Recent reports indicated that decabrominated
diphenyl ether (BDE-209) and
decabromodiphenyl ethane (DBDPE) exist extensively in the environment. The toxicity of
BDE-209 has been reported in quite a few studies, whereas the data of DBDPE are relatively rare. However, databases regarding cardiovascular toxicities of both
BDE-209 and DBDPE are lacking. In this study, we investigated the vascular/cardiac
trauma induced by DBDPE after oral exposure and compared the results with those of
BDE-209 using rat model.

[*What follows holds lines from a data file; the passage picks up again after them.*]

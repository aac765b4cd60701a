//! Command Line Interface (CLI) layer for DIMPREP.
//!
//! This module defines argument parsing (`args`), error types (`errors`),
//! and the orchestration logic (`runner`) for describing a single scene.
//! It wires user-provided options to the underlying library functionality
//! exposed via `dimprep::api`.
//!
//! If you are embedding DIMPREP into another application, prefer using
//! the high-level `dimprep::api` module instead of calling the CLI code.
pub mod args;
pub mod errors;
pub mod runner;

pub use args::CliArgs;
pub use runner::run;
use std::path::Path;
use tracing::info;

use crate::core::record::DatasetRecord;
use crate::error::Result;

/// Write a dataset descriptor as a YAML sidecar file.
/// The record is serialized fully before anything touches the filesystem,
/// so a failed assembly never leaves a partial descriptor behind.
pub fn write_yaml_sidecar(record: &DatasetRecord, path: &Path) -> Result<()> {
    let yaml = serde_yaml::to_string(record)?;
    std::fs::write(path, yaml)?;
    info!("Wrote dataset descriptor: {:?}", path);
    Ok(())
}
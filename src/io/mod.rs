//! I/O layer for reading DIMAP headers and GDAL-backed rasters.
//! Provides the `dimap` header reader, the `geometry` extractor, and
//! `writers` for the YAML descriptor output.
pub mod dimap;
pub use dimap::{AbstractedMetadata, DimapError};

pub mod geometry;
pub use geometry::{Corners, GeoRefPoint, GeometryError, LonLat, Projection};

pub mod writers;
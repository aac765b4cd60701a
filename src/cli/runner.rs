use tracing::info;

use dimprep::api::prepare_scene_to_path;

use super::args::CliArgs;
use super::errors::AppError;

/// Returns true when the path carries the `.dim` suffix, case-insensitively.
fn is_dim_header(path: &std::path::Path) -> bool {
    path.extension()
        .map(|ext| ext.eq_ignore_ascii_case("dim"))
        .unwrap_or(false)
}

pub fn run(args: CliArgs) -> Result<(), Box<dyn std::error::Error>> {
    if args.log {
        tracing_subscriber::fmt()
            .with_max_level(tracing::Level::DEBUG)
            .init();
    }

    // Suffix check happens before any file is touched
    if !is_dim_header(&args.input) {
        return Err(AppError::NotDimapHeader {
            path: args.input.display().to_string(),
        }
        .into());
    }

    let written = prepare_scene_to_path(&args.input, args.output.as_deref())?;
    info!("Successfully described: {:?} -> {:?}", args.input, written);

    Ok(())
}
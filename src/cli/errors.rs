use thiserror::Error;

/// Application-specific errors for the CLI
#[derive(Debug, Error)]
pub enum AppError {
    #[error("Expected a BEAM-DIMAP header file (.dim), got: {path}")]
    NotDimapHeader { path: String },

    #[error("I/O error: {0}")]
    Io(#[from] std::io::Error),
}
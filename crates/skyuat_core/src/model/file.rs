//! Generic file attachment record.

use crate::model::{Audit, EntityId};
use serde::{Deserialize, Serialize};

/// Entity family a stored file is attached to.
#[derive(Debug, Clone, Copy, PartialEq, Eq, Serialize, Deserialize)]
#[serde(rename_all = "snake_case")]
pub enum FileOwner {
    Bug,
    StepRun,
}

/// Attachment metadata; the payload lives outside the database.
///
/// `stored_name` is a generated collision-free name; `filename` keeps the
/// original client name for display.
#[derive(Debug, Clone, PartialEq, Eq, Serialize, Deserialize)]
pub struct StoredFile {
    pub id: EntityId,
    pub environment_id: EntityId,
    pub owner_kind: FileOwner,
    pub filename: String,
    pub stored_name: String,
    pub mime_type: Option<String>,
    pub size_bytes: i64,
    #[serde(flatten)]
    pub audit: Audit,
}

Male rats were orally administered with
corn oil containing DBDPE or
BDE-209 (5, 50, 500 mg/kg/day) for 28 days, then oxidative stress, morphological and ultrastructural changes of the heart and abdominal aorta, levels of
creatine kinase (CK) and
lactate dehydrogenase (LDH), inflammatory
cytokines,
endothelin-1 (ET-1), and
intercellular adhesion molecule-1 (ICAM-1) in the serum were monitored. Results showed that
BDE-209 and DBDPE caused heart and abdominal aorta morphological and ultrastructural damage, serum CK and LDH elevation, and
antioxidant enzyme activity changes.
BDE-209 and DBDPE-induced
inflammation was characterized by the upregulation of key inflammatory mediators, including
interleukin-1beta (IL-1β),
IL-6,
IL-10, and
tumor necrosis factor alpha (TNFα). Additionally,
BDE-209 and DBDPE led to endothelial dysfunction, as evidenced by the ET-1 and
ICAM-1 elevation. Our findings demonstrated that
BDE-209 and DBDPE could induce oxidative stress,
inflammation, and eventually lead to endothelial dysfunction and cardiovascular injury. Compared to DBDPE, these toxic responses were stronger in the hearts and abdominal aorta of Sprague-Dawley rats exposed to
BDE-209. Our findings indicated a potential deleterious effect of
BDE-209 and DBDPE on the cardiovascular system.